Instructions for the task:
Write only how many lines in this data include "marker".

Input data:
═══

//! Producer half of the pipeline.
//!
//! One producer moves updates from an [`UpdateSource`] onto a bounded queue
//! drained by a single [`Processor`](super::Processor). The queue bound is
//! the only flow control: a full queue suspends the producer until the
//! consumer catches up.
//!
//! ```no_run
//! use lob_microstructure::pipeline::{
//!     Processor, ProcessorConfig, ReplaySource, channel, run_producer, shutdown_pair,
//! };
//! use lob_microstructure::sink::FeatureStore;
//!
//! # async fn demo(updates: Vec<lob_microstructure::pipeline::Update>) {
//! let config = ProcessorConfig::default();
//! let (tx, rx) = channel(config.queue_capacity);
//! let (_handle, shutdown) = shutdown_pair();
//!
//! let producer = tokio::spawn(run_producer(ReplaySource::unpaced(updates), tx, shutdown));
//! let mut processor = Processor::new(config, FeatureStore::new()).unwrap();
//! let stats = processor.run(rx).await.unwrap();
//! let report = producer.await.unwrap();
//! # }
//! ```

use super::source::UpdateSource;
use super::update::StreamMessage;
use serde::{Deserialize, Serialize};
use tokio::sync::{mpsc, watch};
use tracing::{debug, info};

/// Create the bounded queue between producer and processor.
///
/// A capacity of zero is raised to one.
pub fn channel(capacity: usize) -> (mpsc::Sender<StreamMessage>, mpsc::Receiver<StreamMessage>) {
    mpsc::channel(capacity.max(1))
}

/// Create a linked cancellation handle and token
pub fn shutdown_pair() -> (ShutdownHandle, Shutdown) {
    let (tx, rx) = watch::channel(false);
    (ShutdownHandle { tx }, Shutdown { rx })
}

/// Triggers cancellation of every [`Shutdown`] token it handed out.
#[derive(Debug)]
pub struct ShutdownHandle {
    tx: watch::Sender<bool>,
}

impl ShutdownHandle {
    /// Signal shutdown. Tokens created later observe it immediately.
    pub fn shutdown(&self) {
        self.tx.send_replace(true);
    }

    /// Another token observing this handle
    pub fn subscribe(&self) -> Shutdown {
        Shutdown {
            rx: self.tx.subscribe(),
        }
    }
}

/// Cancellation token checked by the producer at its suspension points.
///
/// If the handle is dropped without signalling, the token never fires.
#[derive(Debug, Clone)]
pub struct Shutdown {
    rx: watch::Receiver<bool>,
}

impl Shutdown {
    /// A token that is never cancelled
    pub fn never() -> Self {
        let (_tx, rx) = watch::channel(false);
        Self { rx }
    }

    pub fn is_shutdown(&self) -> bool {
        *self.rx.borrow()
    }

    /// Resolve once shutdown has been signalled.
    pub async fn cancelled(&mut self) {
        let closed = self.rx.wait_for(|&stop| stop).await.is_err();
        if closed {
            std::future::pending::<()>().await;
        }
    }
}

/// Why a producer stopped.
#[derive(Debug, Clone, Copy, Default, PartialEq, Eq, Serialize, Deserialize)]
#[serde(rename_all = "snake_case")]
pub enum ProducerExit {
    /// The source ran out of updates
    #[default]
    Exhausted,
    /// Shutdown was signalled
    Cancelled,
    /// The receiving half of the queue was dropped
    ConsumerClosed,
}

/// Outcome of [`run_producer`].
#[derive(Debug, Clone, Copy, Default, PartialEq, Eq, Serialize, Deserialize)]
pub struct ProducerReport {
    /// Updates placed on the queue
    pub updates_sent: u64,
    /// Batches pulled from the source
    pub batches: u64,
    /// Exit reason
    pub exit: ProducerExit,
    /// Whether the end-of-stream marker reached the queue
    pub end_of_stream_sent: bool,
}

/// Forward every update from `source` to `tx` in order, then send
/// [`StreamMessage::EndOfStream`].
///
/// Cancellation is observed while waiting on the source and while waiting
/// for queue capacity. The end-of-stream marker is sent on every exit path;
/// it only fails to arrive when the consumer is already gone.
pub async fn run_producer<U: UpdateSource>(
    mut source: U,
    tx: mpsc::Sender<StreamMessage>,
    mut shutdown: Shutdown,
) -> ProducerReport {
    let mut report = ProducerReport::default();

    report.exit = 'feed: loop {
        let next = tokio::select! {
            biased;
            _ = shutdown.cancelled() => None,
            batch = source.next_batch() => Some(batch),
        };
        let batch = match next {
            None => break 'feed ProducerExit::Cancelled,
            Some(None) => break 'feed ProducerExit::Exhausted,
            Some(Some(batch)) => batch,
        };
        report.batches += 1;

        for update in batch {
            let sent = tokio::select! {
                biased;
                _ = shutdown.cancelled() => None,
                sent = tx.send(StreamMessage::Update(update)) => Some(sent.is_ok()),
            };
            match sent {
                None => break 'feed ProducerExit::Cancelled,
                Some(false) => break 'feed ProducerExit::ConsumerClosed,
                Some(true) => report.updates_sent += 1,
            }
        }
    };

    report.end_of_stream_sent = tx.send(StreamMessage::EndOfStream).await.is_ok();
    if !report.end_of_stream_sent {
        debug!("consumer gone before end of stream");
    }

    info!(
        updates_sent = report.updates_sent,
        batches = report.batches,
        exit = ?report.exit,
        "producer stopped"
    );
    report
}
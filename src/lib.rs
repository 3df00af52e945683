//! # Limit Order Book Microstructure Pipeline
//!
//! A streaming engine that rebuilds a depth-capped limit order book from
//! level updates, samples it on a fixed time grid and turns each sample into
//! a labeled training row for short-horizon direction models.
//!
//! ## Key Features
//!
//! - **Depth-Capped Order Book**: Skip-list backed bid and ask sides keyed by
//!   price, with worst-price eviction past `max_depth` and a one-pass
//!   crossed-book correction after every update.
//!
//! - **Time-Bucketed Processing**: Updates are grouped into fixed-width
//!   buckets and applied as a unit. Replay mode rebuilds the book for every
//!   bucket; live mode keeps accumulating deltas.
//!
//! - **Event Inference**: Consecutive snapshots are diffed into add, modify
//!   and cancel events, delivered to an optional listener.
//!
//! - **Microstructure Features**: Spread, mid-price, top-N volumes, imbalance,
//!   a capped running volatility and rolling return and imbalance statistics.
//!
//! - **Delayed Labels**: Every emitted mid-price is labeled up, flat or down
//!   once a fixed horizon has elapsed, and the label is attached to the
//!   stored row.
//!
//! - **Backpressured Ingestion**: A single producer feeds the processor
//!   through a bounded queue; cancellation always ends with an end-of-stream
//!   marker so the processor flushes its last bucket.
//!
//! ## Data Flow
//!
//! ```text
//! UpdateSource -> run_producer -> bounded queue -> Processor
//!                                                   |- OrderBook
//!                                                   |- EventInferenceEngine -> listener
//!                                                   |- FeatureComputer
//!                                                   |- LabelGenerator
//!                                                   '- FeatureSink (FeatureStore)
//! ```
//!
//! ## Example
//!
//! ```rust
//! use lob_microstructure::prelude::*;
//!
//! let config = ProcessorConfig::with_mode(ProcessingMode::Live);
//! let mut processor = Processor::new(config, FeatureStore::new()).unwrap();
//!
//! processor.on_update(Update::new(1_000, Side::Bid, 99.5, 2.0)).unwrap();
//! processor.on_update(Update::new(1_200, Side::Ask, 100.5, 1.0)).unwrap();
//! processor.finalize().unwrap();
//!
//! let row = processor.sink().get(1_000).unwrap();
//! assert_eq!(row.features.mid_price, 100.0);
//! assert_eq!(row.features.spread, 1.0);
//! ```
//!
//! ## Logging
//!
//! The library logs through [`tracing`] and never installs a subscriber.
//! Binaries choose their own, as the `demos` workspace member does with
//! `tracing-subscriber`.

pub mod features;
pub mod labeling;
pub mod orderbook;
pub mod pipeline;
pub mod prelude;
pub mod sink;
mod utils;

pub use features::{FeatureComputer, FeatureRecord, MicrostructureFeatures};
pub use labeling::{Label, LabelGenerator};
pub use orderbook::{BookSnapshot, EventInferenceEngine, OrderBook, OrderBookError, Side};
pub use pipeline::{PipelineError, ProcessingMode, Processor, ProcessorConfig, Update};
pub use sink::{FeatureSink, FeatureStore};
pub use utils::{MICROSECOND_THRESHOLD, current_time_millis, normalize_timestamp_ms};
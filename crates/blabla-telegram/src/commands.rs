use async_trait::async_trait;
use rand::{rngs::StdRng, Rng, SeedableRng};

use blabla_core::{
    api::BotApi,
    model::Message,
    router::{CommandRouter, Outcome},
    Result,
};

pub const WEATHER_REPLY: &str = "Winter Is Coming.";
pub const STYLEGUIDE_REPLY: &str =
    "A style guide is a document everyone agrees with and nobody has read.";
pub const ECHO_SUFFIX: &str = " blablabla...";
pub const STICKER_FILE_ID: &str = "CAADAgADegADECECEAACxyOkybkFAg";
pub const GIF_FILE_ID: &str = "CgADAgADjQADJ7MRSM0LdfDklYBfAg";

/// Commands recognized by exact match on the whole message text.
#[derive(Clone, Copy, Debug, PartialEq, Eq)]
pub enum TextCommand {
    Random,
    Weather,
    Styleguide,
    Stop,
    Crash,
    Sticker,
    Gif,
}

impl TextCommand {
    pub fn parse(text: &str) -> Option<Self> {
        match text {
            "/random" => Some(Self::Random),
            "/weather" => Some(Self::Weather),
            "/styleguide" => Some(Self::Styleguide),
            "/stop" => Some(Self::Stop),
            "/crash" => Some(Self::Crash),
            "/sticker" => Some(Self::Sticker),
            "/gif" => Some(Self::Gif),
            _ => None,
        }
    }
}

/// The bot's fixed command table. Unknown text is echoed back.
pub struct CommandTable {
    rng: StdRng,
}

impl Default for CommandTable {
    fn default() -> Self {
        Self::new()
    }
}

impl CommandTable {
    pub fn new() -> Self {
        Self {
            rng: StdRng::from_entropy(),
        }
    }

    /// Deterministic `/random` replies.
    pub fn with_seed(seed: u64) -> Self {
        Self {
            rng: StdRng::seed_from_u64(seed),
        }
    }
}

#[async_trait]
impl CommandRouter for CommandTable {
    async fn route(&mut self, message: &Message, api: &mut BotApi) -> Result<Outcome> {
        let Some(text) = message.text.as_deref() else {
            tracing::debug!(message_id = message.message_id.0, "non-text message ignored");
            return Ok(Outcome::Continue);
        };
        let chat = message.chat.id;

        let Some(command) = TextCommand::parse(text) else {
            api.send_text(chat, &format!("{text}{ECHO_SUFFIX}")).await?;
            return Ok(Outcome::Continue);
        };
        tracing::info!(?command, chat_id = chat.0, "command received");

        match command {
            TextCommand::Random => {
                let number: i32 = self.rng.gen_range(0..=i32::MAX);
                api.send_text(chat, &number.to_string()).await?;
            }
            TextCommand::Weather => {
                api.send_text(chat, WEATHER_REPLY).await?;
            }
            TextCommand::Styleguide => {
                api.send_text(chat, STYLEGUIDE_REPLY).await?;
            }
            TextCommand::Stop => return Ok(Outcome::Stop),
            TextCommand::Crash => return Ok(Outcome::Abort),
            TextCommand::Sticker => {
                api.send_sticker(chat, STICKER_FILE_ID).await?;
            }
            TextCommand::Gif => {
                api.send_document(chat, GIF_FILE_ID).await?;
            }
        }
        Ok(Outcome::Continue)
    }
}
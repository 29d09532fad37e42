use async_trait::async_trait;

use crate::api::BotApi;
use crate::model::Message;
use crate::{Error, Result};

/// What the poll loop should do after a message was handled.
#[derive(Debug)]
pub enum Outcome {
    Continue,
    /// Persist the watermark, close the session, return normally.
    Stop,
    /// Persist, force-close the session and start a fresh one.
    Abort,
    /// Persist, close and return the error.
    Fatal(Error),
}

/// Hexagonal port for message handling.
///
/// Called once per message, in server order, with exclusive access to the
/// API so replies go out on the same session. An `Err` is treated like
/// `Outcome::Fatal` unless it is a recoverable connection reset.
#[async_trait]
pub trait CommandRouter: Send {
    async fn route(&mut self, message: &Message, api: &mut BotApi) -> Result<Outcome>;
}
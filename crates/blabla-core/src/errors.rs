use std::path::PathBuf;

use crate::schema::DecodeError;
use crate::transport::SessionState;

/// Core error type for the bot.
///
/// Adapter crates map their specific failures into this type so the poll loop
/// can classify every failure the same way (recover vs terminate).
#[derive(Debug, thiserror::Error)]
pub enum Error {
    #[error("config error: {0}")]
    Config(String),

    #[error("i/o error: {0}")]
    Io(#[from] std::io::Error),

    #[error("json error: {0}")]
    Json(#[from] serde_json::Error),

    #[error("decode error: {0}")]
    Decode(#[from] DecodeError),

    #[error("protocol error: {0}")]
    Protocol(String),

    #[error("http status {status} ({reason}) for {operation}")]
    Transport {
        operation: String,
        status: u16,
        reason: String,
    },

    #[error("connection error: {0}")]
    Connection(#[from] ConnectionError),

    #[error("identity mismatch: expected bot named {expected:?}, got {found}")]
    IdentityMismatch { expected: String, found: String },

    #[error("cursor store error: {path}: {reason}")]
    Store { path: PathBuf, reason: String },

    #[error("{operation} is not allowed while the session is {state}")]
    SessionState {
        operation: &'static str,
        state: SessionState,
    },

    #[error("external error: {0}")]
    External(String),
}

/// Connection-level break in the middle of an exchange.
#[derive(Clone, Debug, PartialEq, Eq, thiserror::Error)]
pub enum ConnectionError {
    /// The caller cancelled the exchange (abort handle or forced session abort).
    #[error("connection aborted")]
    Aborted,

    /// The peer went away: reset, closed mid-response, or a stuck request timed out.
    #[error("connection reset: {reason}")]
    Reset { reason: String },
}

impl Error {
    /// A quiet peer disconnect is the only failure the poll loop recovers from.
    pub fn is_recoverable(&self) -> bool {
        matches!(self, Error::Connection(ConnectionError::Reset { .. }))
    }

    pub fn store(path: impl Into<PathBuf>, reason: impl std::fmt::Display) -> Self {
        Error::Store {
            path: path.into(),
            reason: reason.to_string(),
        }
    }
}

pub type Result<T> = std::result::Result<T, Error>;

═══

Finished task:
3